→ Material provided
- - - - -

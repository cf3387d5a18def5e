use std::fmt;

use chrono::NaiveTime;
use serde::{Deserialize, Serialize};
use thiserror::Error;

/// Which shared resource a rejected operation collided on.
#[derive(Debug, Clone, Copy, PartialEq, Eq, Serialize, Deserialize)]
#[serde(rename_all = "lowercase")]
pub enum ConflictResource {
    Room,
    Professor,
    Auditorium,
}

impl fmt::Display for ConflictResource {
    fn fmt(&self, f: &mut fmt::Formatter<'_>) -> fmt::Result {
        match self {
            ConflictResource::Room => write!(f, "room"),
            ConflictResource::Professor => write!(f, "professor"),
            ConflictResource::Auditorium => write!(f, "auditorium"),
        }
    }
}

/// Detail attached to a scheduling conflict: which resource collided and
/// what already occupies the slot, so callers can show an actionable message.
#[derive(Debug, Clone, PartialEq, Eq, Serialize, Deserialize)]
pub struct ConflictDetail {
    pub resource: ConflictResource,
    /// Subject of the colliding entry, or event name for auditorium bookings.
    pub occupied_by: String,
    pub start_time: NaiveTime,
    pub end_time: NaiveTime,
}

impl fmt::Display for ConflictDetail {
    fn fmt(&self, f: &mut fmt::Formatter<'_>) -> fmt::Result {
        write!(
            f,
            "{} is already booked by \"{}\" from {} to {}",
            self.resource,
            self.occupied_by,
            self.start_time.format("%H:%M"),
            self.end_time.format("%H:%M"),
        )
    }
}

#[derive(Error, Debug)]
pub enum TimetableError {
    #[error("Resource not found: {0}")]
    NotFound(String),

    #[error("Validation error: {0}")]
    Validation(String),

    #[error("Scheduling conflict: {0}")]
    Conflict(ConflictDetail),

    #[error("Authentication error: {0}")]
    Authentication(String),

    #[error("Authorization error: {0}")]
    Authorization(String),

    #[error("Database error: {0}")]
    Database(#[from] eyre::Report),

    #[error("Internal server error: {0}")]
    Internal(#[from] Box<dyn std::error::Error + Send + Sync>),
}

pub type TimetableResult<T> = Result<T, TimetableError>;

- - - - -

→ Task requirements
Each line that mentions the string "self" must be copied from the listing.

→ Exercise response
    fn fmt(&self, f: &mut fmt::Formatter<'_>) -> fmt::Result {
        match self {
    fn fmt(&self, f: &mut fmt::Formatter<'_>) -> fmt::Result {
            self.resource,
            self.occupied_by,
            self.start_time.format("%H:%M"),
            self.end_time.format("%H:%M"),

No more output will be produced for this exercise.